*This is the first in a series of posts from Dr Maximilian Hadersbeck, the recipient of the DM2E Open Humanities Awards – DM2E track.*
One aim of our project was to extend our FinderApp WiTTFind, which is currently used for exploring and researching only Ludwig Wittgenstein’s Big Typescript TS-213 (BT), to the rest of the 5000 pages of Wittgenstein’s Nachlass that are made freely available by the Wittgenstein Archives at the University of Bergen and are used as linked data software from the DM2E project. With the money from the award, we could engage three new members in our research group “Wittgenstein in Co-Text”: Roman Capsamun, Yuliya Kalasouskaya and Stefan Schweter.
To get an a good insight in the actual work of the Archive, the Bergen Electronic Edition (BEE) and the open-available parts of Wittgenstein’s Nachlass, two members of our research group, Angela Krey und Matthias Lindinger, traveled to the Wittgenstein Archive in Bergen. Together with Dr. Alois Pichler and Øyvind Liland Gjesdal (University of Bergen Library) they discussed the latest developments at the archive and transferred the rest of the 5000 pages from the Nachlass of Ludwig Wittgenstein to our institute. At the Bergen archive they also discussed the high density (HD) scanning of the complete Wittgenstein Nachlass, which is done in cooperation with Trinity College, Cambridge. During their visit they could join lessons of Prof. Dr. Peter Hacker, a famous Wittgenstein researchers. He was on a visit at the archive and spoke about „Philosophy and Neuroscience“ and „The Nature of Consciousness“. After the speeches, they could present him a demo of our FinderApp WiTTFind, which impressed him very much.

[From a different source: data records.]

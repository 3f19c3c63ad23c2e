//! In-process broker with topic-exchange semantics.
//!
//! Used by tests and local runs. Semantics mirror the production topology:
//! pattern bindings, one copy per bound queue, competing consumers on a
//! queue, ack/nack with requeue, and redelivery of unacked messages when a
//! subscriber disconnects.

use std::collections::{HashMap, HashSet, VecDeque};
use std::sync::{Arc, Mutex};

use async_trait::async_trait;
use tokio::sync::Notify;

use crate::pattern::topic_matches;
use crate::{
    Acker, BrokerError, Delivery, Publisher, Subscriber, Subscription, SubscriptionInner,
};

/// A single-exchange topic broker held entirely in memory.
///
/// Cloning is cheap and shares the underlying state, the way a pool handle
/// would.
#[derive(Clone, Default)]
pub struct InMemoryBroker {
    state: Arc<SharedState>,
}

#[derive(Default)]
struct SharedState {
    exchange: Mutex<ExchangeState>,
}

#[derive(Default)]
struct ExchangeState {
    bindings: Vec<Binding>,
    queues: HashMap<String, Queue>,
    next_tag: u64,
    next_subscriber: u64,
}

struct Binding {
    queue: String,
    pattern: String,
}

struct Queue {
    ready: VecDeque<QueuedMessage>,
    unacked: HashMap<u64, InFlight>,
    notify: Arc<Notify>,
}

impl Queue {
    fn new() -> Self {
        Self {
            ready: VecDeque::new(),
            unacked: HashMap::new(),
            notify: Arc::new(Notify::new()),
        }
    }
}

#[derive(Clone)]
struct QueuedMessage {
    routing_key: String,
    payload: Vec<u8>,
}

struct InFlight {
    subscriber: u64,
    message: QueuedMessage,
}

impl InMemoryBroker {
    pub fn new() -> Self {
        Self::default()
    }

    /// Number of messages waiting in `queue` (not counting in-flight ones).
    pub fn pending(&self, queue: &str) -> usize {
        let ex = self.state.exchange.lock().unwrap();
        ex.queues.get(queue).map(|q| q.ready.len()).unwrap_or(0)
    }

    /// Number of delivered-but-unacked messages on `queue`.
    pub fn in_flight(&self, queue: &str) -> usize {
        let ex = self.state.exchange.lock().unwrap();
        ex.queues.get(queue).map(|q| q.unacked.len()).unwrap_or(0)
    }
}

#[async_trait]
impl Publisher for InMemoryBroker {
    async fn publish(
        &self,
        _exchange: &str,
        routing_key: &str,
        payload: &[u8],
    ) -> Result<(), BrokerError> {
        let mut ex = self.state.exchange.lock().unwrap();

        // One copy per bound queue, even if several bindings match.
        let targets: HashSet<String> = ex
            .bindings
            .iter()
            .filter(|b| topic_matches(&b.pattern, routing_key))
            .map(|b| b.queue.clone())
            .collect();

        if targets.is_empty() {
            tracing::debug!(routing_key, "no binding matched; message dropped");
            return Ok(());
        }

        for name in targets {
            if let Some(queue) = ex.queues.get_mut(&name) {
                queue.ready.push_back(QueuedMessage {
                    routing_key: routing_key.to_string(),
                    payload: payload.to_vec(),
                });
                queue.notify.notify_one();
            }
        }

        Ok(())
    }
}

#[async_trait]
impl Subscriber for InMemoryBroker {
    async fn subscribe(
        &self,
        queue: &str,
        binding_pattern: &str,
    ) -> Result<Subscription, BrokerError> {
        let mut ex = self.state.exchange.lock().unwrap();

        ex.queues.entry(queue.to_string()).or_insert_with(Queue::new);

        // Binding declaration is idempotent.
        let exists = ex
            .bindings
            .iter()
            .any(|b| b.queue == queue && b.pattern == binding_pattern);
        if !exists {
            ex.bindings.push(Binding {
                queue: queue.to_string(),
                pattern: binding_pattern.to_string(),
            });
        }

        ex.next_subscriber += 1;
        let id = ex.next_subscriber;

        Ok(Subscription(SubscriptionInner::Memory(MemorySubscription {
            state: Arc::clone(&self.state),
            queue: queue.to_string(),
            id,
        })))
    }
}

pub(crate) struct MemorySubscription {
    state: Arc<SharedState>,
    queue: String,
    id: u64,
}

impl MemorySubscription {
    pub(crate) async fn recv(&mut self) -> Option<Delivery> {
        loop {
            let notify = {
                let mut ex = self.state.exchange.lock().unwrap();
                ex.next_tag += 1;
                let tag = ex.next_tag;

                let queue = ex.queues.get_mut(&self.queue)?;
                if let Some(message) = queue.ready.pop_front() {
                    if !queue.ready.is_empty() {
                        // Wake the next competing consumer.
                        queue.notify.notify_one();
                    }
                    queue.unacked.insert(
                        tag,
                        InFlight {
                            subscriber: self.id,
                            message: message.clone(),
                        },
                    );
                    return Some(Delivery {
                        delivery_tag: tag,
                        routing_key: message.routing_key,
                        payload: message.payload,
                        acker: Acker::Memory(MemoryAcker {
                            state: Arc::clone(&self.state),
                            queue: self.queue.clone(),
                        }),
                    });
                }
                queue.notify.clone()
            };
            notify.notified().await;
        }
    }
}

impl Drop for MemorySubscription {
    fn drop(&mut self) {
        // A disconnecting subscriber returns its unacked deliveries to the
        // queue so another subscriber picks them up.
        let mut ex = self.state.exchange.lock().unwrap();
        if let Some(queue) = ex.queues.get_mut(&self.queue) {
            let mut tags: Vec<u64> = queue
                .unacked
                .iter()
                .filter(|(_, f)| f.subscriber == self.id)
                .map(|(tag, _)| *tag)
                .collect();
            tags.sort_unstable();
            for tag in tags.into_iter().rev() {
                if let Some(inflight) = queue.unacked.remove(&tag) {
                    queue.ready.push_front(inflight.message);
                }
            }
            if !queue.ready.is_empty() {
                queue.notify.notify_one();
            }
        }
    }
}

pub(crate) struct MemoryAcker {
    state: Arc<SharedState>,
    queue: String,
}

impl MemoryAcker {
    pub(crate) fn ack(self, tag: u64) -> Result<(), BrokerError> {
        let mut ex = self.state.exchange.lock().unwrap();
        if let Some(queue) = ex.queues.get_mut(&self.queue) {
            queue.unacked.remove(&tag);
        }
        Ok(())
    }

    pub(crate) fn nack(self, tag: u64, requeue: bool) -> Result<(), BrokerError> {
        let mut ex = self.state.exchange.lock().unwrap();
        if let Some(queue) = ex.queues.get_mut(&self.queue)
            && let Some(inflight) = queue.unacked.remove(&tag)
        {
            if requeue {
                queue.ready.push_front(inflight.message);
                queue.notify.notify_one();
            } else {
                tracing::debug!(tag, queue = %self.queue, "message dropped without requeue");
            }
        }
        Ok(())
    }
}

#[cfg(test)]
mod tests {
    use super::*;

    const EXCHANGE: &str = "auction.events";

    async fn subscribe(broker: &InMemoryBroker, queue: &str, pattern: &str) -> Subscription {
        broker.subscribe(queue, pattern).await.unwrap()
    }

    #[tokio::test]
    async fn routes_by_binding_pattern() {
        let broker = InMemoryBroker::new();
        let mut bids = subscribe(&broker, "bids", "bid.*").await;
        let _users = subscribe(&broker, "users", "user.*").await;

        broker.publish(EXCHANGE, "bid.placed", b"a").await.unwrap();
        broker.publish(EXCHANGE, "user.created", b"b").await.unwrap();

        let delivery = bids.recv().await.unwrap();
        assert_eq!(delivery.routing_key, "bid.placed");
        assert_eq!(delivery.payload, b"a");
        assert_eq!(broker.pending("bids"), 0);
        assert_eq!(broker.pending("users"), 1);
        delivery.ack().await.unwrap();
    }

    #[tokio::test]
    async fn unmatched_key_is_dropped() {
        let broker = InMemoryBroker::new();
        let _bids = subscribe(&broker, "bids", "bid.*").await;

        broker.publish(EXCHANGE, "item.ended", b"x").await.unwrap();
        assert_eq!(broker.pending("bids"), 0);
    }

    #[tokio::test]
    async fn each_bound_queue_gets_one_copy() {
        let broker = InMemoryBroker::new();
        let mut q1 = subscribe(&broker, "stats", "bid.*").await;
        let mut q2 = subscribe(&broker, "audit", "#").await;

        broker.publish(EXCHANGE, "bid.placed", b"a").await.unwrap();

        assert_eq!(q1.recv().await.unwrap().payload, b"a");
        assert_eq!(q2.recv().await.unwrap().payload, b"a");
    }

    #[tokio::test]
    async fn ack_completes_the_delivery() {
        let broker = InMemoryBroker::new();
        let mut sub = subscribe(&broker, "bids", "bid.*").await;

        broker.publish(EXCHANGE, "bid.placed", b"a").await.unwrap();
        let delivery = sub.recv().await.unwrap();
        assert_eq!(broker.in_flight("bids"), 1);

        delivery.ack().await.unwrap();
        assert_eq!(broker.in_flight("bids"), 0);
        assert_eq!(broker.pending("bids"), 0);
    }

    #[tokio::test]
    async fn nack_with_requeue_redelivers() {
        let broker = InMemoryBroker::new();
        let mut sub = subscribe(&broker, "bids", "bid.*").await;

        broker.publish(EXCHANGE, "bid.placed", b"a").await.unwrap();
        let first = sub.recv().await.unwrap();
        let first_tag = first.delivery_tag;
        first.nack(true).await.unwrap();

        let second = sub.recv().await.unwrap();
        assert_eq!(second.payload, b"a");
        assert_ne!(second.delivery_tag, first_tag);
        second.ack().await.unwrap();
    }

    #[tokio::test]
    async fn nack_without_requeue_drops_poison() {
        let broker = InMemoryBroker::new();
        let mut sub = subscribe(&broker, "bids", "bid.*").await;

        broker.publish(EXCHANGE, "bid.placed", b"bad").await.unwrap();
        sub.recv().await.unwrap().nack(false).await.unwrap();

        assert_eq!(broker.pending("bids"), 0);
        assert_eq!(broker.in_flight("bids"), 0);
    }

    #[tokio::test]
    async fn disconnect_requeues_unacked() {
        let broker = InMemoryBroker::new();
        let mut sub = subscribe(&broker, "bids", "bid.*").await;

        broker.publish(EXCHANGE, "bid.placed", b"a").await.unwrap();
        broker.publish(EXCHANGE, "bid.placed", b"b").await.unwrap();

        let _held = sub.recv().await.unwrap();
        drop(sub);

        // Both messages must be available to the next subscriber, in order.
        let mut sub2 = subscribe(&broker, "bids", "bid.*").await;
        assert_eq!(sub2.recv().await.unwrap().payload, b"a");
        assert_eq!(sub2.recv().await.unwrap().payload, b"b");
    }

    #[tokio::test]
    async fn competing_consumers_share_the_queue() {
        let broker = InMemoryBroker::new();
        let mut sub1 = subscribe(&broker, "bids", "bid.*").await;
        let mut sub2 = subscribe(&broker, "bids", "bid.*").await;

        broker.publish(EXCHANGE, "bid.placed", b"a").await.unwrap();
        broker.publish(EXCHANGE, "bid.placed", b"b").await.unwrap();

        let d1 = sub1.recv().await.unwrap();
        let d2 = sub2.recv().await.unwrap();
        let mut payloads = vec![d1.payload.clone(), d2.payload.clone()];
        payloads.sort();
        assert_eq!(payloads, vec![b"a".to_vec(), b"b".to_vec()]);
    }
}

Finished Milestones in our Award project in September 2014 include:
Extending the Nachlass-data for our FinderApp WiTTFind
We transferred the rest of all 5000 Pages of the free available part of Wittgenstein’s Nachlass into our storage-area at our institute. One problem of the XML-TEI-P5 compatible edition data in Bergen is, that they defined XML-tags with a lot of information, which is not important for our FinderApp. So we defined a restricted, limited XML-TEI-P5 compatible tagset which includes all information which is necessary for our FinderApp. We call this tagset: “CISWAB-tagset”. To reduce the Bergen-tagset to our CISWAB-tagset we programmed XSLT-scripts together with our cooperation-partner in Bergen. To validate the CISWAB-tagset data, we defined an XML-DTD-scheme (CISWAB-DTD).
Extending the syntactic disambiguation of the Nachlass-Data
To extend syntactic disambiguation to the rest of the 5000 pages we had to program new scripts, which runs the Part of Speech (POS) tagging stage with the “treetagger” automatically. Every new incoming CISWAB-XML file is automatically tagged and inserted in the storage-area of our FinderApp.
Using “Tesseract” for OCR and switching to HD-scans for our WiTTReader
One central part of our FinderApp is the facsimile reader WiTTReader which allows to display, browse and highlight all the found hits of the Finder within the original facsimile. Up to now we used only single density (SD) facsimile to scroll through the Nachlass. In the next generation of our FinderApp we want to use high density (HD) facsimile, which are currently produced at the Trinity College in Cambridge.
As it is very important in our project, to use only open source tools, we won’t use the OCR tool ABBYY-finereader (version 11) anymore. After some tests, we decided to use “Tesseract” which is also used by the Google Books project. We transferred the first HD-facsimile of the Nachlass to our institute and the first OCR-quality-tests with “Tesseract” are very promising.